Listed records:

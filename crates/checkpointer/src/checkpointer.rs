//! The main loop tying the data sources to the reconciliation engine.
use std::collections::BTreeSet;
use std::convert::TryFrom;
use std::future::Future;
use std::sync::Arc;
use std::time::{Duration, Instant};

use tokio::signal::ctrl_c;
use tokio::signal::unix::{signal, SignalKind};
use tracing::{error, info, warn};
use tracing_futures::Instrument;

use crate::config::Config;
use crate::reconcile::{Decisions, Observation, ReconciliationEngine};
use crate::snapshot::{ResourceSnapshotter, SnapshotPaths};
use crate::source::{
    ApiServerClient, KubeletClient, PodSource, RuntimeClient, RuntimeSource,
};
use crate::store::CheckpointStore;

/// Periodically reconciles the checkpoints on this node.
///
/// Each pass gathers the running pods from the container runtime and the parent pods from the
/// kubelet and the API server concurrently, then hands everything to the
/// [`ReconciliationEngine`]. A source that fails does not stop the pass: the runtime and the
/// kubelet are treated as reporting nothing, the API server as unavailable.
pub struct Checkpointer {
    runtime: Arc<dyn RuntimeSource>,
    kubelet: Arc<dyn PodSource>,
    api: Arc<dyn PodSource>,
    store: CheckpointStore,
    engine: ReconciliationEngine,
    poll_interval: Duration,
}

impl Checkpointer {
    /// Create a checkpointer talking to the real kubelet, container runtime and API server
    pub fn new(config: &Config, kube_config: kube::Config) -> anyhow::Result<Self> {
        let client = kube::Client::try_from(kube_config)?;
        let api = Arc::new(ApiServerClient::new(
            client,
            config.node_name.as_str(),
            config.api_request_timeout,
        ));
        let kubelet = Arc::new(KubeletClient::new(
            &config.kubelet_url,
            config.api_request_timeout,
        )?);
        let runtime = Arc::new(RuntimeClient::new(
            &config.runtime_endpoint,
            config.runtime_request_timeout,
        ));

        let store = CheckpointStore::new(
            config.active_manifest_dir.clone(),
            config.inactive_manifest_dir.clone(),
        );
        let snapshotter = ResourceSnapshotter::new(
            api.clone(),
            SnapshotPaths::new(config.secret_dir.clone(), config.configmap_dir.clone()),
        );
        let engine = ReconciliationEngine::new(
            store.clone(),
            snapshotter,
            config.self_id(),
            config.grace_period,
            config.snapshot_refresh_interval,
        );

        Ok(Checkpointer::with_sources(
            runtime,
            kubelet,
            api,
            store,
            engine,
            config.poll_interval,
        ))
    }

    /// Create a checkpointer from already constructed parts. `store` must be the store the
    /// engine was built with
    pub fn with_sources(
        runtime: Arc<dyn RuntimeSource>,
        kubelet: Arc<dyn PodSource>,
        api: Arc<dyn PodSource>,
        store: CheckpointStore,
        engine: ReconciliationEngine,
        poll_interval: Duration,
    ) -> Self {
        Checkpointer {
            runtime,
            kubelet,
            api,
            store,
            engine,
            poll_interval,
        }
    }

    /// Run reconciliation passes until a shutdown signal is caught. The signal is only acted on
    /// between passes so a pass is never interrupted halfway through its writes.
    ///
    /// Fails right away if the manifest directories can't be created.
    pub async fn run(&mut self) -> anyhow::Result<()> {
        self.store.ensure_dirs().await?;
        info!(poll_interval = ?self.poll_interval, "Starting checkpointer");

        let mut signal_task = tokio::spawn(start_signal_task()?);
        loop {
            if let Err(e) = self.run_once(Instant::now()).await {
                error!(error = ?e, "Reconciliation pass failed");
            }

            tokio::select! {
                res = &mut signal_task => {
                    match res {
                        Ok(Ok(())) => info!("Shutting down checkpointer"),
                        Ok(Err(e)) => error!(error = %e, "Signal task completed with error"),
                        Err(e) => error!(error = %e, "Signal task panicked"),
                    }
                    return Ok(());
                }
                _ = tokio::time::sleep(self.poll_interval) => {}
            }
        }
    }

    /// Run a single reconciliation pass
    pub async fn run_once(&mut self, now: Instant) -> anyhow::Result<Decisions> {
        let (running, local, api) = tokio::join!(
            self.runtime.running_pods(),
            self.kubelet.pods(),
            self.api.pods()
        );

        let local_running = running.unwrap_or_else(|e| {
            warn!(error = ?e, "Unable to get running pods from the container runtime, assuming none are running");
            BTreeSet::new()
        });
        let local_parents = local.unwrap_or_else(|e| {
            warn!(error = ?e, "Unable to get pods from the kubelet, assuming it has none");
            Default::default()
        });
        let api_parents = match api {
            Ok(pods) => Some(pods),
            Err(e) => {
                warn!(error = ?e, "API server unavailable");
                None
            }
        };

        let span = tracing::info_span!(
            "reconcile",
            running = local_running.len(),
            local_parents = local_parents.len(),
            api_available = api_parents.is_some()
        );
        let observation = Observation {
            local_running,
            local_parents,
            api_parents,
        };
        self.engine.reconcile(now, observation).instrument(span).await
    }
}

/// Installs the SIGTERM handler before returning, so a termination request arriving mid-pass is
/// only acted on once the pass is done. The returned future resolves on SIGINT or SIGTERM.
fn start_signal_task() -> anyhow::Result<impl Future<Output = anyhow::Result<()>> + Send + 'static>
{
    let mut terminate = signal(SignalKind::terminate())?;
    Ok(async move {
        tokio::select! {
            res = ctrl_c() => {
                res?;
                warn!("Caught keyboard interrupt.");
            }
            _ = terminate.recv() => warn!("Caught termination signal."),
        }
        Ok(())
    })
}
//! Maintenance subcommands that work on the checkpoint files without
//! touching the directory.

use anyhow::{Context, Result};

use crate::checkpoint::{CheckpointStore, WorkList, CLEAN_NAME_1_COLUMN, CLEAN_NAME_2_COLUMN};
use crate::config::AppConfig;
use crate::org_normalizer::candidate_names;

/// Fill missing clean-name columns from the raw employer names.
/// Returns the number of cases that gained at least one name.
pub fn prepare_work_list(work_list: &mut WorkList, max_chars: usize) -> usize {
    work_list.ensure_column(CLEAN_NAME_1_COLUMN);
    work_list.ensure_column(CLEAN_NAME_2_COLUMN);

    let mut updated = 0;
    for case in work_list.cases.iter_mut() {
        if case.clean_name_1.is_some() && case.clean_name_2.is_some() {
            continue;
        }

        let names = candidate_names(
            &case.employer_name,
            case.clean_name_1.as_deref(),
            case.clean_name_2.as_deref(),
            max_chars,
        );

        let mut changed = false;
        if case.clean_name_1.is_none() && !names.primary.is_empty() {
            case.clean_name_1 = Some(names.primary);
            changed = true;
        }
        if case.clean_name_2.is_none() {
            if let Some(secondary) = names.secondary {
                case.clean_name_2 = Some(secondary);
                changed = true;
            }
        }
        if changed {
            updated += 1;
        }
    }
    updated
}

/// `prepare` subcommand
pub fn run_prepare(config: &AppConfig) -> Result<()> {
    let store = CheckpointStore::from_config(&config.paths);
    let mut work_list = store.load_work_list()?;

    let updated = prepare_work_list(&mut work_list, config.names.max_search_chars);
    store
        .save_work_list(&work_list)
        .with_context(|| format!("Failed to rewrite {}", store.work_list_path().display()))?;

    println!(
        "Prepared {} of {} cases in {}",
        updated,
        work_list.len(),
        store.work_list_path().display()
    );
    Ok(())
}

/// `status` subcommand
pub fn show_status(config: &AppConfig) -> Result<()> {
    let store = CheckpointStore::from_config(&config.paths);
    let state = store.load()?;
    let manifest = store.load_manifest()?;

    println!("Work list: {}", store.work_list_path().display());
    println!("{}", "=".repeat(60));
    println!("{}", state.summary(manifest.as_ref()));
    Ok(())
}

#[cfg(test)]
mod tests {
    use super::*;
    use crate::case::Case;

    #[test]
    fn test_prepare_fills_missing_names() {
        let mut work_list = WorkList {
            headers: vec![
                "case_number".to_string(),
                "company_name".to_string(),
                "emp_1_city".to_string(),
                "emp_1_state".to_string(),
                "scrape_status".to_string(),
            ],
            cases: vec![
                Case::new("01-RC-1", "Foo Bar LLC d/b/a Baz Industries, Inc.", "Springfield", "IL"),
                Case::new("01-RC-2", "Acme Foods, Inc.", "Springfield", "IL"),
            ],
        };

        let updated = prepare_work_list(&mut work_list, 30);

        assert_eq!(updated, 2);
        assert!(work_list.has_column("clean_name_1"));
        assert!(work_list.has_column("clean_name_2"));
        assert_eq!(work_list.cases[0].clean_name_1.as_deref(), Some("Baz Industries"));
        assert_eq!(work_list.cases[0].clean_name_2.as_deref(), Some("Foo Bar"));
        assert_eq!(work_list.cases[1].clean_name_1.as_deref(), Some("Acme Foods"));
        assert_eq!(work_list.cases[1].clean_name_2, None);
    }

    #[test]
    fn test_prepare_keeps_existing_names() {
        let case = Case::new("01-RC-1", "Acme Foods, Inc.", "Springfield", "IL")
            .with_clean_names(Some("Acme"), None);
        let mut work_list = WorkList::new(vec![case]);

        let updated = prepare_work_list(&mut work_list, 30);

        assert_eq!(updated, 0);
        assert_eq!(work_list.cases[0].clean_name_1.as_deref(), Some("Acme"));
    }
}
---
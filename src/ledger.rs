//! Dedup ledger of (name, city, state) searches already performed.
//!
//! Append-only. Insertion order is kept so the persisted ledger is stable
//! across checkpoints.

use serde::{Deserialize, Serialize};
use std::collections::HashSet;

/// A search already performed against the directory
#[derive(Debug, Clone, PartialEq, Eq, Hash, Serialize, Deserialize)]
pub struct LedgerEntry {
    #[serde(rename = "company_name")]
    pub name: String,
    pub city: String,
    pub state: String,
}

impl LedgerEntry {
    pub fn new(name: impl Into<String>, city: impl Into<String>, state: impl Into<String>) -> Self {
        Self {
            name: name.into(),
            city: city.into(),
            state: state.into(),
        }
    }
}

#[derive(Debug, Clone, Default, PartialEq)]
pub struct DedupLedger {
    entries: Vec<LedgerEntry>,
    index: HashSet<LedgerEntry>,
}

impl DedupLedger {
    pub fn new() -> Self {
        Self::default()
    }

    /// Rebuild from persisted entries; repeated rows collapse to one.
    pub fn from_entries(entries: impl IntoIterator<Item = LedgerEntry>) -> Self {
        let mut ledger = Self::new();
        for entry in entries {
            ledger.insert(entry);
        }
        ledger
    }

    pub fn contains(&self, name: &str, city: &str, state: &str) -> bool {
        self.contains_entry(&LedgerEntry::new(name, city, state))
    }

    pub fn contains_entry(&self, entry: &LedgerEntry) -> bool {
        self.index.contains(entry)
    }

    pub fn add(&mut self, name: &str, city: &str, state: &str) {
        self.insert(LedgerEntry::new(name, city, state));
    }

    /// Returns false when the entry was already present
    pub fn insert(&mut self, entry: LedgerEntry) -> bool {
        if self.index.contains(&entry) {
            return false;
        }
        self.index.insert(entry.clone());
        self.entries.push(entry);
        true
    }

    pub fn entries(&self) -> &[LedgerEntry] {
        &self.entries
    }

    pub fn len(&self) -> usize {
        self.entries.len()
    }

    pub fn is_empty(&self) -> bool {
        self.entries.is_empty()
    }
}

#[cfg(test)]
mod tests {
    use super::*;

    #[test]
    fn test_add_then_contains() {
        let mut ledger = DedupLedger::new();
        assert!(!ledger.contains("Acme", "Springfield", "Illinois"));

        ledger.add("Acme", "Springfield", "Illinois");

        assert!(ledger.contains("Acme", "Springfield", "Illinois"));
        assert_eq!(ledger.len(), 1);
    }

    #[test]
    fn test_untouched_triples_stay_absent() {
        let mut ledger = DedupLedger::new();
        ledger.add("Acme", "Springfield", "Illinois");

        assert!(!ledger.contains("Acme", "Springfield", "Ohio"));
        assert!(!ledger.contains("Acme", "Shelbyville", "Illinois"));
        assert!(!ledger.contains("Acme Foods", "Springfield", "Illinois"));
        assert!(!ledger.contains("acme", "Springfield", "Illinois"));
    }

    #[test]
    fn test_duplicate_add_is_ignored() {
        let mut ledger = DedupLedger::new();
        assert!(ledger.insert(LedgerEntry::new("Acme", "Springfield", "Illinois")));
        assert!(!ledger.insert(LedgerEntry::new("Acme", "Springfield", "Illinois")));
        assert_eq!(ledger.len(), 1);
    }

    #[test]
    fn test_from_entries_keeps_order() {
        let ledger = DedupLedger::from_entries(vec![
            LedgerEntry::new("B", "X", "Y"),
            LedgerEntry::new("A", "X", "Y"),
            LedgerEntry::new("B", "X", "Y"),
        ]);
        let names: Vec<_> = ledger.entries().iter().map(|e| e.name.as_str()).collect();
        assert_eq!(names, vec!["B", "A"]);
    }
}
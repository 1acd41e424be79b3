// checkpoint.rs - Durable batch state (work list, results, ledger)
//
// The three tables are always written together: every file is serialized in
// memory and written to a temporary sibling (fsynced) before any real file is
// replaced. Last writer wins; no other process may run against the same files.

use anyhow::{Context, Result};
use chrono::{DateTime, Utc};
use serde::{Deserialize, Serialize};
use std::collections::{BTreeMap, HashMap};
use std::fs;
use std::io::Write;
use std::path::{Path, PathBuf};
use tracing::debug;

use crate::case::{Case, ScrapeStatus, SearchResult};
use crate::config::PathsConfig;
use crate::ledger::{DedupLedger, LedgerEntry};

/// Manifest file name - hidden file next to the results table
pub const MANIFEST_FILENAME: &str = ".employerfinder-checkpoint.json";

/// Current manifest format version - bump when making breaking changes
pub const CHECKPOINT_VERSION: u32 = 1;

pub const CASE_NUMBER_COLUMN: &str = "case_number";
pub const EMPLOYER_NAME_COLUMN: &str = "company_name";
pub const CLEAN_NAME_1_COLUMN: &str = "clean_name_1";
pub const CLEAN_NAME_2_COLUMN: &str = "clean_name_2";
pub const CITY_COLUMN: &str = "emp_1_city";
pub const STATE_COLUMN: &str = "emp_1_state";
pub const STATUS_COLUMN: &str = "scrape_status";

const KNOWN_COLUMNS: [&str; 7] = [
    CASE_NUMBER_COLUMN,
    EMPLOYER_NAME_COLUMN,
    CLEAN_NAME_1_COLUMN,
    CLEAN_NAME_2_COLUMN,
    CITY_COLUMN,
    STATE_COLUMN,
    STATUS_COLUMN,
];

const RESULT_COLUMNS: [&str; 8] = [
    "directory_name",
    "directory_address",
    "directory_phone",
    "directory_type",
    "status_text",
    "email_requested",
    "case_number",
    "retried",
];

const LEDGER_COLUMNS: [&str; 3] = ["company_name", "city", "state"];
---
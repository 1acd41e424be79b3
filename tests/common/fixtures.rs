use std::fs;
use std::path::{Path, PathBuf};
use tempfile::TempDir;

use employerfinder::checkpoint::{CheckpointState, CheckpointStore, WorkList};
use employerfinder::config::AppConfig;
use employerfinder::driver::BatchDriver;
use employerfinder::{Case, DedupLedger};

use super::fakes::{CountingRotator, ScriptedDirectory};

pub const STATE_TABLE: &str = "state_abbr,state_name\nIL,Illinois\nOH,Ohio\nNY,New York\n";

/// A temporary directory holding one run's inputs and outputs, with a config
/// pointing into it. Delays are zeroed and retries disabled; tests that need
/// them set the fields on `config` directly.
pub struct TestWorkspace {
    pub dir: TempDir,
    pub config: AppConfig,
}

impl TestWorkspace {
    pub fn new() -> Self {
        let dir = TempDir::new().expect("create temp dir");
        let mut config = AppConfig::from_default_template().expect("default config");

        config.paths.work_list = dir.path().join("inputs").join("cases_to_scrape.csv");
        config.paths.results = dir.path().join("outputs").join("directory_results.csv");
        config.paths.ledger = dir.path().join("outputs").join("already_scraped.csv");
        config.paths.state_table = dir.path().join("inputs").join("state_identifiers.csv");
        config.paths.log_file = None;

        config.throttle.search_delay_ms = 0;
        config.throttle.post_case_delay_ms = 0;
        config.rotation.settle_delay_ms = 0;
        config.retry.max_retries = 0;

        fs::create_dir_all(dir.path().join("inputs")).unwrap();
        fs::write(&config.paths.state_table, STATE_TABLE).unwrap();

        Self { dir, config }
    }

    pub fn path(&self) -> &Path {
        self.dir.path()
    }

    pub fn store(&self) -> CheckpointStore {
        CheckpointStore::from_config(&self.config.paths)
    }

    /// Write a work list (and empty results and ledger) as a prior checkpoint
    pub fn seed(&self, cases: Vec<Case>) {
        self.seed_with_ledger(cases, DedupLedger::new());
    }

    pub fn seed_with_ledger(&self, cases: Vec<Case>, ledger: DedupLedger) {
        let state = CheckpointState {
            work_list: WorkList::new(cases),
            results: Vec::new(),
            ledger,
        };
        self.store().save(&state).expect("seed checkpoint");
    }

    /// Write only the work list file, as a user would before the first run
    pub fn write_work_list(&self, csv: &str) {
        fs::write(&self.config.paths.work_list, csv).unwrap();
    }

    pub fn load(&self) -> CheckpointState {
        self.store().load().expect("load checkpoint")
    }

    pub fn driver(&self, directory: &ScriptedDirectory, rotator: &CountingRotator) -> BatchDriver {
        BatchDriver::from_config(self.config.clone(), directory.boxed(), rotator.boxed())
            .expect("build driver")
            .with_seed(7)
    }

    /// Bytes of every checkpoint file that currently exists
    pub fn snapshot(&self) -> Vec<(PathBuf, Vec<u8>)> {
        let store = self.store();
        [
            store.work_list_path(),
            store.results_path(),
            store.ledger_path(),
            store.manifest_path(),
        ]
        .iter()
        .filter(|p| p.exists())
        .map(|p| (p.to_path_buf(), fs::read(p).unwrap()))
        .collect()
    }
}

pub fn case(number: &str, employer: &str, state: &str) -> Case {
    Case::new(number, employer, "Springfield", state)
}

Work required: Each line of the material that has "Returns" in it should be counted; reply with that number alone.

Written solution: 2